Os direitos e deveres dos cidadãos, usuários dos serviços públicos são os seguintes (Lei nº 13.460/2017, em seus artigos 6º e 8º):
Direitos do Usuário:
I - participação no acompanhamento da prestação e na avaliação dos serviços
II - obtenção e utilização dos serviços com liberdade de escolha entre os meios oferecidos e sem discriminação
III - acesso e obtenção de informações relativas à sua pessoa constantes de registros ou bancos de dados, observado o disposto no inciso X do caput do art. 5º da Constituição Federal e na Lei nº 12.527, de 18 de novembro de 2011
IV - proteção de suas informações pessoais, nos termos da Lei nº 12.527, de 18 de novembro de 2011
V - atuação integrada e sistêmica na expedição de atestados, certidões e documentos comprobatórios de regularidade e
VI - obtenção de informações precisas e de fácil acesso nos locais de prestação do serviço, assim como sua disponibilização na internet, especialmente sobre:
a) horário de funcionamento das unidades administrativas
b) serviços prestados pelo órgão ou entidade, sua localização exata e a indicação do setor responsável pelo atendimento ao público
c) acesso ao agente público ou ao órgão encarregado de receber manifestações
d) situação da tramitação dos processos administrativos em que figure como interessado e
e) valor das taxas e tarifas cobradas pela prestação dos serviços, contendo informações para a compreensão exata da extensão do serviço prestado.

Deveres do usuário:
I - utilizar adequadamente os serviços, procedendo com urbanidade e boa-fé
II - prestar as informações pertinentes ao serviço prestado quando solicitadas
III - colaborar para a adequada prestação do serviço e
IV - preservar as condições dos bens públicos por meio dos quais lhe são prestados os serviços de que trata esta Lei.

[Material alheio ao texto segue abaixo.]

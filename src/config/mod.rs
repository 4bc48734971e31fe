// Configuration management
use crate::error::{PortalError, Result};
use serde::{Deserialize, Serialize};
use std::fs;
use std::path::{Path, PathBuf};

#[derive(Debug, Clone, Serialize, Deserialize, Default)]
pub struct Config {
    #[serde(default)]
    pub backend: BackendConfig,
    #[serde(default)]
    pub store: StoreConfig,
    #[serde(default)]
    pub display: DisplayConfig,
}

/// Hosted backend connection
#[derive(Debug, Clone, Serialize, Deserialize, Default)]
pub struct BackendConfig {
    pub url: Option<String>,
    pub anon_key: Option<String>,
    pub access_token: Option<String>,
}

#[derive(Debug, Clone, Serialize, Deserialize, Default)]
pub struct StoreConfig {
    /// Local JSON file of profile rows; used instead of the backend when set
    pub profiles_file: Option<PathBuf>,
    /// Local JSON file of listing rows; defaults to `listings.json` beside the profiles file
    pub listings_file: Option<PathBuf>,
}

#[derive(Debug, Clone, Serialize, Deserialize, Default)]
pub struct DisplayConfig {
    /// Print JSON instead of text by default
    #[serde(default)]
    pub json: bool,
}

impl Config {
    /// Get the config directory path
    ///
    /// Priority:
    /// 1. XDG_CONFIG_HOME/agentdesk (if env var is set)
    /// 2. ~/.config/agentdesk (if ~/.config exists)
    /// 3. ~/.agentdesk (fallback on Unix)
    /// 4. Platform default on Windows
    pub fn config_dir() -> Result<PathBuf> {
        if let Ok(xdg_config) = std::env::var("XDG_CONFIG_HOME") {
            return Ok(PathBuf::from(xdg_config).join("agentdesk"));
        }

        #[cfg(unix)]
        {
            if let Some(home_dir) = dirs::home_dir() {
                let xdg_config = home_dir.join(".config");

                if xdg_config.exists() {
                    return Ok(xdg_config.join("agentdesk"));
                }

                return Ok(home_dir.join(".agentdesk"));
            }
        }

        #[cfg(not(unix))]
        {
            if let Some(config_dir) = dirs::config_dir() {
                return Ok(config_dir.join("agentdesk"));
            }
        }

        Err(PortalError::ConfigError(
            "Could not determine config directory".to_string(),
        ))
    }

    pub fn config_file_path() -> Result<PathBuf> {
        Ok(Self::config_dir()?.join("config.toml"))
    }

    /// Load configuration from file, environment variables, and defaults
    pub fn load() -> Result<Self> {
        let mut config = Self::load_from(&Self::config_file_path()?)?;
        config.apply_env();
        Ok(config)
    }

    fn load_from(config_path: &Path) -> Result<Self> {
        if !config_path.exists() {
            tracing::debug!(
                "Config file not found at {}, using defaults",
                config_path.display()
            );
            return Ok(Config::default());
        }

        tracing::debug!("Loading config from: {}", config_path.display());
        let contents = fs::read_to_string(config_path)
            .map_err(|e| PortalError::ConfigError(format!("Failed to read config file: {}", e)))?;

        toml::from_str(&contents)
            .map_err(|e| PortalError::ConfigError(format!("Failed to parse config file: {}", e)))
    }

    fn apply_env(&mut self) {
        self.apply_overrides(|key| std::env::var(key).ok());
    }

    fn apply_overrides(&mut self, lookup: impl Fn(&str) -> Option<String>) {
        if let Some(url) = lookup("AGENTDESK_BACKEND_URL") {
            tracing::debug!("Using AGENTDESK_BACKEND_URL from environment: {}", url);
            self.backend.url = Some(url);
        }

        if let Some(key) = lookup("AGENTDESK_ANON_KEY") {
            tracing::debug!("Using AGENTDESK_ANON_KEY from environment");
            self.backend.anon_key = Some(key);
        }

        if let Some(token) = lookup("AGENTDESK_ACCESS_TOKEN") {
            tracing::debug!("Using AGENTDESK_ACCESS_TOKEN from environment");
            self.backend.access_token = Some(token);
        }

        if let Some(path) = lookup("AGENTDESK_PROFILES_FILE") {
            tracing::debug!("Using AGENTDESK_PROFILES_FILE from environment: {}", path);
            self.store.profiles_file = Some(PathBuf::from(path));
        }

        if let Some(path) = lookup("AGENTDESK_LISTINGS_FILE") {
            tracing::debug!("Using AGENTDESK_LISTINGS_FILE from environment: {}", path);
            self.store.listings_file = Some(PathBuf::from(path));
        }
    }

    /// Create a sample config file with comments
    pub fn create_sample() -> Result<PathBuf> {
        let config_path = Self::config_file_path()?;
        Self::write_sample(&config_path)?;
        Ok(config_path)
    }

    fn write_sample(config_path: &Path) -> Result<()> {
        if let Some(config_dir) = config_path.parent() {
            if !config_dir.exists() {
                fs::create_dir_all(config_dir).map_err(|e| {
                    PortalError::ConfigError(format!("Failed to create config directory: {}", e))
                })?;
                tracing::info!("Created config directory: {}", config_dir.display());
            }
        }

        // Don't overwrite existing config
        if config_path.exists() {
            return Err(PortalError::ConfigError(format!(
                "Config file already exists at: {}",
                config_path.display()
            )));
        }

        let sample_config = r#"# agentdesk configuration
# Location priority:
#   1. $XDG_CONFIG_HOME/agentdesk/config.toml (if XDG_CONFIG_HOME is set)
#   2. ~/.config/agentdesk/config.toml (if ~/.config exists)
#   3. ~/.agentdesk/config.toml (fallback)
#
# Environment overrides:
#   AGENTDESK_BACKEND_URL, AGENTDESK_ANON_KEY, AGENTDESK_ACCESS_TOKEN,
#   AGENTDESK_PROFILES_FILE, AGENTDESK_LISTINGS_FILE

[backend]
# Project URL of the hosted backend
# Example: url = "https://abcdefgh.supabase.co"
url = ""

# Public anon key of the project
anon_key = ""

# Optional user access token; the anon key is sent when unset
# access_token = ""

[store]
# Read and write profiles from a local JSON file instead of the backend
# profiles_file = "/path/to/profiles.json"

# Listing rows for moderation; defaults to listings.json next to profiles_file
# listings_file = "/path/to/listings.json"

[display]
# Print JSON output by default
json = false
"#;

        fs::write(config_path, sample_config)
            .map_err(|e| PortalError::ConfigError(format!("Failed to write sample config: {}", e)))?;

        Ok(())
    }

    /// Backend URL and anon key, blank values count as missing
    pub fn backend_config(&self) -> Result<(&str, &str)> {
        let url = non_empty(&self.backend.url).ok_or_else(|| {
            PortalError::ConfigError(
                "Backend url not configured. Set it in config file or AGENTDESK_BACKEND_URL environment variable".to_string(),
            )
        })?;

        let anon_key = non_empty(&self.backend.anon_key).ok_or_else(|| {
            PortalError::ConfigError(
                "Backend anon_key not configured. Set it in config file or AGENTDESK_ANON_KEY environment variable".to_string(),
            )
        })?;

        Ok((url, anon_key))
    }
}

fn non_empty(value: &Option<String>) -> Option<&str> {
    value.as_deref().filter(|s| !s.trim().is_empty())
}

#[cfg(test)]
mod tests {
    use super::*;
    use tempfile::TempDir;

    #[test]
    fn test_missing_file_uses_defaults() {
        let dir = TempDir::new().unwrap();
        let config = Config::load_from(&dir.path().join("config.toml")).unwrap();
        assert!(config.backend.url.is_none());
        assert!(config.store.profiles_file.is_none());
        assert!(!config.display.json);
    }

    #[test]
    fn test_sample_config_parses_and_is_incomplete() {
        let dir = TempDir::new().unwrap();
        let path = dir.path().join("agentdesk").join("config.toml");

        Config::write_sample(&path).unwrap();
        let config = Config::load_from(&path).unwrap();

        assert_eq!(config.backend.url.as_deref(), Some(""));
        assert!(config.backend_config().is_err());
        assert!(Config::write_sample(&path).is_err());
    }

    #[test]
    fn test_load_sections() {
        let dir = TempDir::new().unwrap();
        let path = dir.path().join("config.toml");
        fs::write(
            &path,
            r#"
[backend]
url = "https://project.example.co"
anon_key = "anon"

[display]
json = true
"#,
        )
        .unwrap();

        let config = Config::load_from(&path).unwrap();
        assert_eq!(
            config.backend_config().unwrap(),
            ("https://project.example.co", "anon")
        );
        assert!(config.display.json);
    }

    #[test]
    fn test_invalid_toml_is_config_error() {
        let dir = TempDir::new().unwrap();
        let path = dir.path().join("config.toml");
        fs::write(&path, "[backend\nurl = ").unwrap();
        assert!(matches!(
            Config::load_from(&path),
            Err(PortalError::ConfigError(_))
        ));
    }

    #[test]
    fn test_overrides_replace_file_values() {
        let mut config = Config::default();
        config.backend.url = Some("https://old.example.co".to_string());

        config.apply_overrides(|key| match key {
            "AGENTDESK_BACKEND_URL" => Some("https://new.example.co".to_string()),
            "AGENTDESK_PROFILES_FILE" => Some("/tmp/profiles.json".to_string()),
            "AGENTDESK_LISTINGS_FILE" => Some("/tmp/listings.json".to_string()),
            _ => None,
        });

        assert_eq!(config.backend.url.as_deref(), Some("https://new.example.co"));
        assert!(config.backend.anon_key.is_none());
        assert_eq!(
            config.store.profiles_file,
            Some(PathBuf::from("/tmp/profiles.json"))
        );
        assert_eq!(
            config.store.listings_file,
            Some(PathBuf::from("/tmp/listings.json"))
        );
    }

    #[test]
    fn test_load_listings_file() {
        let dir = TempDir::new().unwrap();
        let path = dir.path().join("config.toml");
        fs::write(
            &path,
            r#"
[store]
listings_file = "/srv/agentdesk/listings.json"
"#,
        )
        .unwrap();

        let config = Config::load_from(&path).unwrap();
        assert!(config.store.profiles_file.is_none());
        assert_eq!(
            config.store.listings_file,
            Some(PathBuf::from("/srv/agentdesk/listings.json"))
        );
    }
}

Todos os usuários do serviço público, sejam servidores públicos, moradores, turistas, dentre outros, podem utilizar os serviços da Ouvidoria.

A Carta de Serviços ao Usuário está prevista no art. 7º da Lei nº 13.460/2017, sendo um direito do cidadão: “Art. 7º Os órgãos e entidades abrangidos por esta Lei divulgarão Carta de Serviços ao Usuário”.

Não obtiver, de modo satisfatório, qualquer tipo de serviço ou atendimento e que não tenham sido resolvidas em outras instâncias, na administração pública
Tiver ciência de alguma irregularidade, infração à legislação ou às normas legais
For vítima de alguma forma de discriminação e entender que quaisquer direitos tenham sido desrespeitados
Desejar encaminhar opinião, reclamação ou sugestão que possam contribuir na melhoria dos serviços públicos prestados
Desejar enviar elogio a qualquer unidade ou servidor da administração pública e
Querer solicitar adoção de providência por parte dada administração pública.

Para que o direito de acesso seja respeitado, a LAI estabeleceu que todos os órgãos e entidades públicas devem indicar uma autoridade de monitoramento para verificar o cumprimento da Lei de Acesso à Informação na instituição.